There are clear examples of metrics we can be certain we’ll collect [rfd116], but many open questions remain. Hardware parts, service boundaries, scope, and software are all subject to change, and therefore so is the set of data we can collect from them. It must be plausible, though not necessarily trivial, to add new metric data into this system. Certainly the existing system, including data, collection, storage, and analysis components should continue to operate.

Efficiency

We’ll have a lot of data. That data must be relatively efficient to work with. Efficiency is intentionally broad here, but it may be broken into several key (non-orthogonal) dimensions, which are often in tension.

  • Query efficiency: We would like queries to be efficient. It’s useful to consider different classes of data here. Queries that are common or visible to the customer, such as dashboards, should be snappy. Those used to support product iteration may be allowed to take much longer to complete (hours or days). This implies that we should organize the data to be suited to those most common queries — such data should be easy to retrieve and operate on. This goal is certainly in tension with the required storage space, for example in database denormalization.

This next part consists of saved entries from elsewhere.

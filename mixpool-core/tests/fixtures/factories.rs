#![allow(dead_code)]

use crate::fixtures::{
    TEST_CLIENT_PEER_IDS, TEST_COLLATERAL_INPUT, TEST_COORDINATOR_PEER_ID, TEST_DENOMINATION, TEST_ENTRY_FEE, TEST_RNG_VALUE,
};
use mixpool_core::domain::{
    CoordinatorId, CoordinatorIdentity, DenominationCatalog, EntryPlan, EntrySubmission, InputSigner, JoinRequest, MessageSigner,
    MixingSession, PoolConfig, PoolRole, ProtocolMessage, Script, SessionContext, Transaction, TxIn, TxOut,
};
use mixpool_core::foundation::{Amount, PeerId, COIN, POOL_COLLATERAL, PROTOCOL_VERSION};
use mixpool_core::infrastructure::crypto::{pubkey_hash, KeyInputSigner, Secp256k1MessageSigner, Secp256k1MessageVerifier};
use mixpool_core::infrastructure::identity::{masternode_info, StaticDirectory};
use mixpool_core::infrastructure::ledger::MemoryLedger;
use mixpool_core::infrastructure::transport::MessageEnvelope;
use rand::rngs::mock::StepRng;
use std::sync::Arc;

/// Pool settings with fee burning disabled so ledger contents stay predictable.
pub fn test_pool_config(role: PoolRole) -> PoolConfig {
    PoolConfig { role, charge_fees_percent: 0, random_fee_percent: 0, ..PoolConfig::default() }
}

pub fn seeded_rng() -> Box<StepRng> {
    Box::new(StepRng::new(TEST_RNG_VALUE, 0))
}

pub fn envelope(sender: &PeerId, payload: ProtocolMessage) -> MessageEnvelope {
    MessageEnvelope { sender_peer_id: sender.clone(), protocol_version: PROTOCOL_VERSION, seq_no: 0, timestamp_nanos: 0, payload }
}

/// One wallet taking part in a round.
pub struct Participant {
    pub peer: PeerId,
    pub signer: Arc<KeyInputSigner>,
    pub plan: EntryPlan,
}

impl Participant {
    pub fn denomination(&self) -> u32 {
        DenominationCatalog::standard().encode(&self.plan.outputs)
    }

    pub fn join_request(&self) -> JoinRequest {
        JoinRequest { denomination: self.denomination(), collateral: self.plan.collateral.clone() }
    }

    pub fn submission(&self) -> EntrySubmission {
        EntrySubmission {
            inputs: self.plan.inputs.clone(),
            amount: self.plan.amount,
            collateral: self.plan.collateral.clone(),
            outputs: self.plan.outputs.clone(),
        }
    }

    /// Unlocking data for this participant's inputs in `tx`.
    pub fn sign(&self, tx: &Transaction) -> Vec<TxIn> {
        self.plan
            .inputs
            .iter()
            .map(|own| {
                let idx = tx.find_input(own).expect("own input in final transaction");
                let mut signed = tx.inputs[idx].clone();
                signed.script_sig = self.signer.sign_input(tx, idx).expect("sign input");
                signed
            })
            .collect()
    }
}

/// Shared ledger, directory and one registered coordinator.
pub struct PoolWorld {
    pub ledger: Arc<MemoryLedger>,
    pub directory: Arc<StaticDirectory>,
    pub verifier: Arc<Secp256k1MessageVerifier>,
    pub identity: CoordinatorIdentity,
    pub coordinator_peer: PeerId,
}

impl PoolWorld {
    pub fn new() -> Self {
        let ledger = Arc::new(MemoryLedger::new());
        let directory = Arc::new(StaticDirectory::new());
        let signer = Secp256k1MessageSigner::generate();
        let collateral = ledger.fund(Script::p2pkh(&pubkey_hash(&signer.public_key())), 1_000 * COIN).expect("fund coordinator");
        let identity = CoordinatorIdentity { id: CoordinatorId::new(collateral), signer: Arc::new(signer) };
        let coordinator_peer = PeerId::from(TEST_COORDINATOR_PEER_ID);
        directory.insert(identity.id, masternode_info(&identity, coordinator_peer.clone(), PROTOCOL_VERSION)).expect("register");
        Self { ledger, directory, verifier: Arc::new(Secp256k1MessageVerifier::new()), identity, coordinator_peer }
    }

    /// Another coordinator in the directory, with its own key and collateral.
    pub fn register_coordinator(&self, peer: &str) -> CoordinatorIdentity {
        let signer = Secp256k1MessageSigner::generate();
        let collateral = self.ledger.fund(Script::p2pkh(&pubkey_hash(&signer.public_key())), 1_000 * COIN).expect("fund coordinator");
        let identity = CoordinatorIdentity { id: CoordinatorId::new(collateral), signer: Arc::new(signer) };
        self.directory.insert(identity.id, masternode_info(&identity, PeerId::from(peer), PROTOCOL_VERSION)).expect("register");
        identity
    }

    pub fn coordinator_ctx(&self) -> SessionContext {
        SessionContext {
            ledger: self.ledger.clone(),
            directory: self.directory.clone(),
            verifier: self.verifier.clone(),
            identity: Some(self.identity.clone()),
        }
    }

    pub fn client_ctx(&self) -> SessionContext {
        SessionContext { identity: None, ..self.coordinator_ctx() }
    }

    pub fn coordinator_session(&self) -> MixingSession {
        self.coordinator_session_with(test_pool_config(PoolRole::Coordinator))
    }

    pub fn coordinator_session_with(&self, config: PoolConfig) -> MixingSession {
        MixingSession::with_rng(config, self.coordinator_ctx(), seeded_rng())
    }

    pub fn client_session(&self) -> MixingSession {
        MixingSession::with_rng(test_pool_config(PoolRole::Client), self.client_ctx(), seeded_rng())
    }

    /// A funded participant mixing one `1` tier output.
    pub fn participant(&self, name: &str) -> Participant {
        self.participant_with_collateral_fee(name, POOL_COLLATERAL)
    }

    pub fn participant_with_collateral_fee(&self, name: &str, collateral_fee: Amount) -> Participant {
        let signer = Arc::new(KeyInputSigner::generate());
        let own_script = Script::p2pkh(&signer.pubkey_hash());

        let coin = self.ledger.fund(own_script.clone(), TEST_DENOMINATION + TEST_ENTRY_FEE).expect("fund input");
        let destination = Script::p2pkh(&pubkey_hash(format!("{name}/destination").as_bytes()));

        let collateral_coin = self.ledger.fund(own_script.clone(), TEST_COLLATERAL_INPUT).expect("fund collateral");
        let mut collateral = Transaction::new(
            vec![TxIn::new(collateral_coin)],
            vec![TxOut::new(TEST_COLLATERAL_INPUT - collateral_fee, own_script)],
        );
        collateral.inputs[0].script_sig = signer.sign_input(&collateral, 0).expect("sign collateral");

        let plan = EntryPlan {
            inputs: vec![TxIn::new(coin)],
            outputs: vec![TxOut::new(TEST_DENOMINATION, destination)],
            amount: TEST_DENOMINATION,
            collateral,
        };
        Participant { peer: PeerId::from(name), signer, plan }
    }

    pub fn participants(&self) -> Vec<Participant> {
        TEST_CLIENT_PEER_IDS.iter().map(|name| self.participant(name)).collect()
    }
}

impl Default for PoolWorld {
    fn default() -> Self {
        Self::new()
    }
}

/// Admit every participant into `session`.
pub fn fill_queue(session: &mut MixingSession, participants: &[Participant], now: u64) {
    for participant in participants {
        session
            .handle_join_request(&participant.peer, PROTOCOL_VERSION, &participant.join_request(), false, now)
            .expect("join accepted");
    }
}

pub fn submit_entries(session: &mut MixingSession, participants: &[&Participant], now: u64) {
    for participant in participants {
        session.handle_entry_submission(&participant.peer, participant.submission(), now).expect("entry accepted");
    }
}

pub fn sign_all(session: &mut MixingSession, participants: &[Participant], now: u64) {
    let tx = session.final_transaction().cloned().expect("final transaction proposed");
    for participant in participants {
        assert!(session.handle_signatures(&participant.peer, &participant.sign(&tx), now), "signatures accepted");
    }
}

  • Storage space: The volume of data we’ll likely accumulate requires that we consider storage space carefully. ClickHouse is very helpful here. The columnar organization supports high compression ratios, and the database offers many options for codecs tailored to the data. The on-disk size of the data is certainly in tension with query speed, but another clear tradeoff is around retention policies. Ideally, we can keep all Oxide-generated metric data forever. Practically, we’ll have to decide what data is deleted at what age.

Strong typing

A related goal, though not necessarily a constraint, is a rich type system. Much of our data will be numeric, but there will be strings, IP addresses, and UUIDs galore, and it is desirable that these types be accurately represented in the data model. Types help make a system more expressive, but also support querying, efficient computation and storage, and correctness.

Other goals

  • The system should be discoverable. The set of available metrics, and probably their schema, will change over time, and it should be possible for client code to follow these changes.

Non-goals

  • Interop with any existing components, such as Prometheus.

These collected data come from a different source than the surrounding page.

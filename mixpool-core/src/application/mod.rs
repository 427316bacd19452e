//! Application layer: drives the pool session from transport messages and timers.

pub mod pool;
pub mod relay;
pub mod tick;

pub use pool::PoolService;
pub use relay::RelayNotifier;
pub use tick::{run_message_loop, run_pool_tick_loop};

  • Customer metric data will not be contained in ClickHouse, and we have no plans to offer metrics as a service.

  • Collection of metric data prior to achieving a trust quorum for the rack. The goal is to store data acquired during the steady-state operation of the rack. (See [_open_questions].)

Terminology

Before exploring available solutions, we standardize on a few key terms. The monitoring community often uses these in slightly different or conflicting ways, so its important to address some of this ambiguity. (This is intentionally modeled after Google’s Monarch system, which is quite flexible and general.)

Targets

A target is a monitored resource or entity, which is a source of metric data. This may be a virtual machine, an internal or external Oxide web service, a database, a daemon collecting hardware information, or other components.

A target has a string name, and a schema, which is defined by its list of [_fields] (string keys and typed values). The target key is defined by concatentating the target name with each of the values of its fields, converted to strings, joined with the ":" character. See [_example_targets_and_metrics] for detailed examples.

Metrics

A metric is aspect of a target from which data is derived. This could be data produced directly by an application, such as response latencies, or pulled from a sensor or hardware device. This is intended to capture a single aspect of a target, so there may be many metrics for a single target. For example, we may collect both IO operations and temperature from a disk — these are separate metrics.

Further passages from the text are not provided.